By CASEY JUNKINS
The Intelligencer/Wheeling News-Register
WHEELING, W.Va. — Forget about breathing silica dust or drinking methane-infused water: A new study suggests merely hearing the noise associated with natural gas fracking operations can jeopardize human health.
Industry leaders, however, maintain their operations are safe, while highlighting declines in carbon dioxide pollution due to electricity producers switching their fuel sources from coal to natural gas.
The study, in which West Virginia University occupational and environmental health professor Michael McCawley participated, suggests those living near fracking operations can experience “sleep disturbance, cardiovascular disease and other conditions that are negatively impacted by stress.”
“People living near oil and gas development may bring up concerns like air pollution, traffic and groundwater safety, but many also complain about noise,” said Jake Hays, director of the Environmental Health Program at PSE Healthy Energy, a nonprofit research institute based in Oakland, Calif. “But until now, most of the research relevant to public health has focused on the impacts of air and water pollution.”

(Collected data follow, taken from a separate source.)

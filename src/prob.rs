//! C5: the probability evaluator — OP fast-forward followed by the attacker-max / fault-
//! expectation recurrence (§4.5).
use crate::ast::ProbEvidence;
use crate::bdd::{BddManager, BddPtr, VarCategory};
use crate::error::{DflError, DflResult};
use crate::model::ModelStore;
use crate::rational::{self, Rational};
use crate::traversal::reachable_postorder;
use std::collections::HashMap;

fn stored_prob(store: &ModelStore, name: &str) -> Option<Rational> {
    store
        .attack
        .get(name)
        .or_else(|| store.fault.get(name))
        .and_then(|n| n.prob.clone())
}

/// `eval_prob(φ_bdd, config, prob_evidence)` (§4.5). `config` must already be validated against
/// the formula's OP variables by the caller (missing-OP detection is a Layer 1/2 concern handled
/// before this is reached, per the §4 failure table) — any OP variable this still encounters is
/// treated as "not pinned" and fails with [`DflError::MissingConfiguration`].
pub fn eval_prob(
    store: &ModelStore,
    manager: &BddManager,
    root: BddPtr,
    config: &HashMap<String, bool>,
    prob_evidence: &ProbEvidence,
) -> DflResult<Rational> {
    let mut node = root;
    loop {
        let var = match manager.var_of(node) {
            None => break,
            Some(v) => v,
        };
        if manager.category(var) != VarCategory::ObjectProperty {
            break;
        }
        let name = manager.var_name(var);
        match config.get(name) {
            Some(true) => node = manager.high_of(node),
            Some(false) => node = manager.low_of(node),
            None => return Err(DflError::MissingConfiguration(name.to_string())),
        }
    }
    node_prob(store, manager, node, prob_evidence)
}

/// Post-order memoized probability of the sub-BDD rooted at `node`, which must no longer branch
/// on any OP variable (§4.5's `node_prob`).
pub fn node_prob(
    store: &ModelStore,
    manager: &BddManager,
    node: BddPtr,
    prob_evidence: &ProbEvidence,
) -> DflResult<Rational> {
    let order = reachable_postorder(manager, node);
    let mut memo: HashMap<BddPtr, Rational> = HashMap::new();
    for p in order {
        if manager.is_false(p) {
            memo.insert(p, rational::zero());
            continue;
        }
        if manager.is_true(p) {
            memo.insert(p, rational::one());
            continue;
        }
        let var = manager.var_of(p).expect("non-terminal node has a variable");
        let category = manager.category(var);
        let name = manager.var_name(var).to_string();
        if category == VarCategory::ObjectProperty {
            return Err(DflError::OpAfterPrefix(name));
        }
        let prob = match prob_evidence.get(&name) {
            Some(p) => p.clone(),
            None => stored_prob(store, &name).ok_or_else(|| DflError::MissingNodeProbability(name.clone()))?,
        };
        let lo = memo[&manager.low_of(p)].clone();
        let hi = memo[&manager.high_of(p)].clone();
        let value = match category {
            VarCategory::Fault => (rational::one() - &prob) * lo + &prob * hi,
            VarCategory::Attack => std::cmp::max(lo, prob * hi),
            VarCategory::ObjectProperty => unreachable!("handled above"),
        };
        memo.insert(p, value);
    }
    Ok(memo[&node].clone())
}

#[cfg(test)]
mod tests {
    use super::*;
    use crate::bdd::VarCategory;
    use crate::model::tree::{Gate, GateKind, TreeNode};
    use crate::model::{DisruptionTree, ObjectGraph, TreeKind};
    use indexmap::{IndexMap, IndexSet};

    fn basic(name: &str, prob: &str) -> TreeNode {
        TreeNode {
            name: name.to_string(),
            gate: None,
            prob: Some(rational::parse_rational(prob).unwrap()),
            impact: None,
            declared_objects: IndexSet::new(),
            cond: None,
        }
    }

    #[test]
    fn fault_and_gate_multiplies_probabilities() {
        // S2: F = DSL && LGJ, probs 0.20 and 0.70 -> P(F) = 0.14.
        let mut nodes = IndexMap::new();
        nodes.insert(
            "F".to_string(),
            TreeNode {
                name: "F".to_string(),
                gate: Some(Gate {
                    kind: GateKind::And,
                    children: vec!["DSL".to_string(), "LGJ".to_string()],
                }),
                prob: None,
                impact: None,
                declared_objects: IndexSet::new(),
                cond: None,
            },
        );
        nodes.insert("DSL".to_string(), basic("DSL", "0.20"));
        nodes.insert("LGJ".to_string(), basic("LGJ", "0.70"));
        let fault = DisruptionTree { kind: TreeKind::Fault, root: "F".to_string(), nodes };
        let mut anodes = IndexMap::new();
        anodes.insert("AR".to_string(), basic("AR", "0.0"));
        let attack = DisruptionTree { kind: TreeKind::Attack, root: "AR".to_string(), nodes: anodes };
        let store = ModelStore::build(attack, fault, ObjectGraph::default()).unwrap();

        let mut manager = BddManager::new();
        let dsl = manager.declare_var("DSL", VarCategory::Fault);
        let lgj = manager.declare_var("LGJ", VarCategory::Fault);
        let dsl_bdd = manager.mk_var(dsl);
        let lgj_bdd = manager.mk_var(lgj);
        let f_bdd = manager.and(dsl_bdd, lgj_bdd);

        let config = HashMap::new();
        let evidence = ProbEvidence::new();
        let p = eval_prob(&store, &manager, f_bdd, &config, &evidence).unwrap();
        assert_eq!(p, rational::parse_rational("0.14").unwrap());
    }

    #[test]
    fn attacker_maximizes_over_declining_the_attempt() {
        // S1: R = PL || DD, probs 0.10 and 0.13 -> attacker picks DD, P(R) = 0.13.
        let mut anodes = IndexMap::new();
        anodes.insert(
            "R".to_string(),
            TreeNode {
                name: "R".to_string(),
                gate: Some(Gate { kind: GateKind::Or, children: vec!["PL".to_string(), "DD".to_string()] }),
                prob: None,
                impact: None,
                declared_objects: IndexSet::new(),
                cond: None,
            },
        );
        anodes.insert("PL".to_string(), basic("PL", "0.10"));
        anodes.insert("DD".to_string(), basic("DD", "0.13"));
        let attack = DisruptionTree { kind: TreeKind::Attack, root: "R".to_string(), nodes: anodes };
        let mut fnodes = IndexMap::new();
        fnodes.insert("FR".to_string(), basic("FR", "0.0"));
        let fault = DisruptionTree { kind: TreeKind::Fault, root: "FR".to_string(), nodes: fnodes };
        let store = ModelStore::build(attack, fault, ObjectGraph::default()).unwrap();

        let mut manager = BddManager::new();
        let pl = manager.declare_var("PL", VarCategory::Attack);
        let dd = manager.declare_var("DD", VarCategory::Attack);
        let pl_bdd = manager.mk_var(pl);
        let dd_bdd = manager.mk_var(dd);
        let r_bdd = manager.or(pl_bdd, dd_bdd);

        let p = eval_prob(&store, &manager, r_bdd, &HashMap::new(), &ProbEvidence::new()).unwrap();
        assert_eq!(p, rational::parse_rational("0.13").unwrap());
    }
}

Recently, officials working for the Obama administration’s Environmental Protection Agency said officials working on the government’s behalf “identified cases of impacts on drinking water at each stage in the hydraulic fracturing water cycle.”
In addition to methane, natural gas producers have confirmed the potential to discharge various amounts of pollutants into the air from the operations at well sites, compressors and refineries. These include benzene, carbon dioxide, nitrogen oxides, carbon monoxide, sulfur dioxide, carbon dioxide equivalent, xylenes, toluene and formaldehyde.
However, environmental researchers are now concerned with the noise drilling and fracking operations create. Indeed, the noise generated at the sites is such that some companies working in the Upper Ohio Valley establish sound barrier walls around their operations to mitigate the public disturbance.
“Oil and gas operations produce a complex symphony of noise types, including intermittent and continuous sounds and varying intensities,”PSE Healthy Energy Executive Director Seth Shonkoff, who is also a visiting scholar at the University of California-Berkeley’s Department of Environmental Science, said.
Researchers claim fracking noise negatively impacts human health in three main areas: annoyance, sleep disturbance and cardiovascular health. They claim sustained, low-decibel sounds can be as disruptive as high-decibel sounds.
“Noise exposure, like other health threats, may disproportionately impact vulnerable populations such as children, the elderly and people with chronic illnesses,” the researchers state.
Industry leaders offer the noise barriers on fracking operations, including some in the Upper Ohio Valley. Moreover, officials with the Washington, D.C.-based American Petroleum Institute say fracking helps consumers save an average of $1,337 per household every year, supports a large number of U.S. jobs and curbs carbon dioxide emissions by replacing coal for electricity generation.
Just last week, Drew Cobbs, executive director of the Maryland Petroleum Council, touted the environmental positives of his industry in response to efforts to ban fracking.
“The industry is committed to safety and solid well construction, and the industry is committed to transparency in reporting the chemicals we use. That commitment, combined with technological innovations in horizontal drilling and hydraulic fracturing, has made the United States the world’s leader in the production of oil and natural gas, while also making our nation the global leader in reducing carbon emissions,”Cobbs said.